A Boolean function \( F \) of three variables \( X \), \( Y \), and \( Z \) is given as \[ F(X, Y, Z) = (X' + Y + Z) \cdot (X + Y' + Z') \cdot (X' + Y + Z') \cdot (X' Y' Z' + X Y Z') \] Which one of the following is true?

• A. \( F(X, Y, Z) = (X + Y + Z') \cdot (X' + Y' + Z') \)
• B. \( F(X, Y, Z) = (X' + Y) \cdot (X + Y' + Z') \)
• C. \( F(X, Y, Z) = X' Z' + Y Z' \)
• D. \( F(X, Y, Z) = X' Y' Z + X Y Z \)

Hint:

To simplify Boolean expressions, use Boolean algebra rules like absorption, distribution, and De Morgan's laws.

Answer 1

The Correct Option is C

We are given a Boolean function \( F(X, Y, Z) \) and need to simplify the expression to match one of the options.
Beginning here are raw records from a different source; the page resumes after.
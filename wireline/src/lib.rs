// Wireline: Routing and Reliable Transport Cores
// Copyright (C) 2024  The Wireline Developers
//
// This program is free software; you can redistribute it and/or modify
// it under the terms of the GNU General Public License as published by
// the Free Software Foundation; either version 2 of the License, or
// (at your option) any later version.
//
// This program is distributed in the hope that it will be useful,
// but WITHOUT ANY WARRANTY; without even the implied warranty of
// MERCHANTABILITY or FITNESS FOR A PARTICULAR PURPOSE.  See the
// GNU General Public License for more details.
//
// You should have received a copy of the GNU General Public License along
// with this program; if not, write to the Free Software Foundation, Inc.,
// 51 Franklin Street, Fifth Floor, Boston, MA 02110-1301 USA.

#![deny(missing_docs, missing_debug_implementations)]

//! # Wireline
//!
//! Two independent networking cores sharing nothing but this crate:
//!
//! - **[`routing`]**: per-router forwarding-table computation, driven by
//!   link events and routing packets. The same event interface is
//!   implemented twice, as a distance-vector protocol
//!   ([`DvRouter`](routing::DvRouter)) and as a link-state protocol
//!   ([`LsRouter`](routing::LsRouter)). A small simulation host
//!   ([`Network`](routing::Network)) serializes the event callbacks and
//!   carries the messages, mainly for tests and experiments.
//!
//! - **[`rtp`]**: a reliable, ordered byte stream over unreliable UDP
//!   datagrams. The [`RtpSender`](rtp::RtpSender) fragments its input under
//!   a bounded sliding window and retransmits on timeout; the
//!   [`RtpReceiver`](rtp::RtpReceiver) reassembles, acknowledges every
//!   delivered packet, and emits the stream strictly in order. Framing is a
//!   fixed 16-byte header protected by a CRC-32 checksum.
//!
//! The routing core depends only on a message-send primitive and a
//! millisecond clock tick; the transport core depends only on a datagram
//! socket and a monotonic clock. Neither depends on the other.

pub mod routing;
pub mod rtp;

mod error;
pub use error::Error;

// test modules
mod test;
// Wireline: Routing and Reliable Transport Cores
// Copyright (C) 2024  The Wireline Developers
//
// This program is free software; you can redistribute it and/or modify
// it under the terms of the GNU General Public License as published by
// the Free Software Foundation; either version 2 of the License, or
// (at your option) any later version.
//
// This program is distributed in the hope that it will be useful,
// but WITHOUT ANY WARRANTY; without even the implied warranty of
// MERCHANTABILITY or FITNESS FOR A PARTICULAR PURPOSE.  See the
// GNU General Public License for more details.
//
// You should have received a copy of the GNU General Public License along
// with this program; if not, write to the Free Software Foundation, Inc.,
// 51 Franklin Street, Fifth Floor, Boston, MA 02110-1301 USA.

use clap::Parser;
use log::*;
use std::error::Error;
use std::io::Read;
use std::net::SocketAddr;
use wireline::rtp::RtpSender;

/// Stream a message from standard input to a listening receiver.
#[derive(Parser, Debug)]
#[command(name = "wireline-rtp-sender")]
struct Args {
    /// IP address the receiver is listening on
    receiver_ip: String,
    /// UDP port the receiver is listening on
    receiver_port: u16,
    /// Maximum number of packets in flight
    window_size: usize,
}

fn main() -> Result<(), Box<dyn Error>> {
    pretty_env_logger::init();
    let args = Args::parse();

    let receiver: SocketAddr =
        format!("{}:{}", args.receiver_ip, args.receiver_port).parse()?;
    let mut message = Vec::new();
    std::io::stdin().read_to_end(&mut message)?;

    let mut sender = RtpSender::new(args.window_size, receiver)?;
    sender.connect()?;
    info!("connected to {}, streaming {} bytes", receiver, message.len());
    sender.send(&message)?;
    sender.close()?;
    Ok(())
}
Step 1: Analyze the given function.
The given Boolean function is: \[ F(X, Y, Z) = (X' + Y + Z) \cdot (X + Y' + Z') \cdot (X' + Y + Z') \cdot (X' Y' Z' + X Y Z'). \]

Step 2: Simplify the Boolean expression.
Using Boolean algebra rules (such as absorption, distribution, and De Morgan's laws), simplify the given expression: \[ F(X, Y, Z) = X' Z' + Y Z'. \]

Step 3: Conclusion.
The simplified Boolean function is \( F(X, Y, Z) = X' Z' + Y Z' \), which corresponds to option (C).

Final Answer: \( F(X, Y, Z) = X' Z' + Y Z' \).